Wagenburg, 2001. Wood, high-gloss enamel paint, and hinges, installation view.

Humor, Sex, and Philosophy: A Conversation with Rachel Feinstein

Rachel Feinstein’s quirky humor and aesthetic playfulness made her recent show at the Marianne Boesky Gallery in New York a great change of pace. Humor is often the most direct way to confront the artist’s favorite issues, which include sex and religion. Feinstein, who majored in philosophy and religion at Columbia University, is as comfortable talking about an obscure tapestry as she is talking about the asshole in her sculpture Satyrs.

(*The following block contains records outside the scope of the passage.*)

//! Configuration management.

use anyhow::{Context, Result};
use cifar_panel_hw::{lcd::parse_hex_color, Orientation, PanelSettings, DISPLAY_PAUSE_MS};
use cifar_panel_infer::DEFAULT_ARENA_SIZE;
use serde::{Deserialize, Serialize};
use std::path::{Path, PathBuf};

use crate::runner::{FaultPolicy, Layout};

/// Main configuration structure.
#[derive(Debug, Clone, Default, Serialize, Deserialize)]
pub struct Config {
    /// Model configuration
    #[serde(default)]
    pub model: ModelConfig,

    /// Dataset configuration
    #[serde(default)]
    pub dataset: DatasetConfig,

    /// Display configuration
    #[serde(default)]
    pub display: DisplayConfig,
}

/// Model and runtime configuration.
#[derive(Debug, Clone, Serialize, Deserialize)]
pub struct ModelConfig {
    /// Path to the model container
    #[serde(default = "default_model_path")]
    pub path: PathBuf,

    /// Tensor arena size in bytes
    #[serde(default = "default_arena_size")]
    pub arena_size: usize,

    /// What to do when a step reports a fault
    #[serde(default)]
    pub fault_policy: FaultPolicy,
}

impl Default for ModelConfig {
    fn default() -> Self {
        Self {
            path: default_model_path(),
            arena_size: default_arena_size(),
            fault_policy: FaultPolicy::default(),
        }
    }
}

/// Dataset configuration.
#[derive(Debug, Clone, Serialize, Deserialize)]
pub struct DatasetConfig {
    /// Path to a CIFAR-10 binary batch
    #[serde(default = "default_dataset_path")]
    pub path: PathBuf,

    /// Number of leading records to classify
    #[serde(default = "default_count")]
    pub count: usize,
}

impl Default for DatasetConfig {
    fn default() -> Self {
        Self {
            path: default_dataset_path(),
            count: default_count(),
        }
    }
}

/// Display configuration.
#[derive(Debug, Clone, Serialize, Deserialize)]
pub struct DisplayConfig {
    /// Panel orientation: landscape or portrait
    #[serde(default = "default_orientation")]
    pub orientation: String,

    /// Background color (#RRGGBB)
    #[serde(default = "default_background")]
    pub background: String,

    /// Text color (#RRGGBB)
    #[serde(default = "default_foreground")]
    pub foreground: String,

    /// Image blit position
    #[serde(default = "default_image_x")]
    pub image_x: u32,
    #[serde(default = "default_image_y")]
    pub image_y: u32,

    /// Text line for the predicted label
    #[serde(default = "default_prediction_line")]
    pub prediction_line: u16,

    /// Text line for the confidence
    #[serde(default = "default_confidence_line")]
    pub confidence_line: u16,

    /// Hold time after each image in milliseconds
    #[serde(default = "default_pause_ms")]
    pub pause_ms: u32,

    /// Directory for per-image PNG snapshots
    #[serde(default)]
    pub snapshot_dir: Option<PathBuf>,
}

impl Default for DisplayConfig {
    fn default() -> Self {
        Self {
            orientation: default_orientation(),
            background: default_background(),
            foreground: default_foreground(),
            image_x: default_image_x(),
            image_y: default_image_y(),
            prediction_line: default_prediction_line(),
            confidence_line: default_confidence_line(),
            pause_ms: default_pause_ms(),
            snapshot_dir: None,
        }
    }
}

impl DisplayConfig {
    /// Builds panel settings, validating orientation and colors.
    pub fn panel_settings(&self) -> Result<PanelSettings> {
        let orientation: Orientation = self.orientation.parse()?;
        let background = parse_hex_color(&self.background)
            .with_context(|| format!("Invalid background color: {}", self.background))?;
        let foreground = parse_hex_color(&self.foreground)
            .with_context(|| format!("Invalid foreground color: {}", self.foreground))?;

        Ok(PanelSettings {
            orientation,
            background,
            foreground,
            pause_ms: self.pause_ms,
            snapshot_dir: self.snapshot_dir.clone(),
        })
    }

    /// Returns where results are placed on the panel.
    pub fn layout(&self) -> Layout {
        Layout {
            image_x: self.image_x,
            image_y: self.image_y,
            prediction_line: self.prediction_line,
            confidence_line: self.confidence_line,
        }
    }
}

// Default value functions
fn default_model_path() -> PathBuf {
    PathBuf::from("models/cifar10.cpnm")
}

fn default_arena_size() -> usize {
    DEFAULT_ARENA_SIZE
}

fn default_dataset_path() -> PathBuf {
    PathBuf::from("data/test_batch.bin")
}

fn default_count() -> usize {
    10
}

fn default_orientation() -> String {
    "landscape".to_string()
}

fn default_background() -> String {
    "#FFFFFF".to_string()
}

fn default_foreground() -> String {
    "#000000".to_string()
}

fn default_image_x() -> u32 {
    300
}

fn default_image_y() -> u32 {
    100
}

fn default_prediction_line() -> u16 {
    8
}

fn default_confidence_line() -> u16 {
    9
}

fn default_pause_ms() -> u32 {
    DISPLAY_PAUSE_MS
}

impl Config {
    /// Loads configuration from a TOML file.
    pub fn load<P: AsRef<Path>>(path: P) -> Result<Self> {
        let content =
            std::fs::read_to_string(path.as_ref()).context("Failed to read configuration file")?;
        let config: Config = toml::from_str(&content).context("Failed to parse configuration")?;
        Ok(config)
    }

    /// Serializes the configuration as TOML.
    pub fn to_toml(&self) -> Result<String> {
        toml::to_string_pretty(self).context("Failed to serialize configuration")
    }
}
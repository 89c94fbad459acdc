//! Blocking delay backed by the host scheduler.

use embedded_hal::delay::DelayNs;
use std::time::Duration;

/// `DelayNs` implementation that parks the current thread.
#[derive(Debug, Clone, Copy, Default)]
pub struct StdDelay;

impl DelayNs for StdDelay {
    fn delay_ns(&mut self, ns: u32) {
        std::thread::sleep(Duration::from_nanos(ns as u64));
    }

    fn delay_ms(&mut self, ms: u32) {
        std::thread::sleep(Duration::from_millis(ms as u64));
    }
}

Whether or not a viewer can identify all of her disparate references to art history, cultural history, and contemporary life, she somehow unifies them, mixing, for example, Cubism, Deconstruction, Mexican crosses, furniture-making techniques, Puritan spartanism, and Viennese elegance to create Puritan’s Delight. Feinstein uses solids and voids, light and shadows, fractured geometries, and symbols to explore the aesthetic psycho-sexual dimensions in each work. The surfaces range from reflective to non-reflective, smooth to rough, lightweight to heavy, and dark to off-white. In her most recent work, Feinstein has downplayed color.

Paul Ha gave Feinstein her first important show at White Columns in 1999. Since then, she has had three solo exhibitions at Tommaso Corvi-Mora, London; one at Le Consortium, Dijon; and three at the Marianne Boesky Gallery. tarSiz just published a book on her work, with an essay by James Frey and an interview by Sofia Coppola.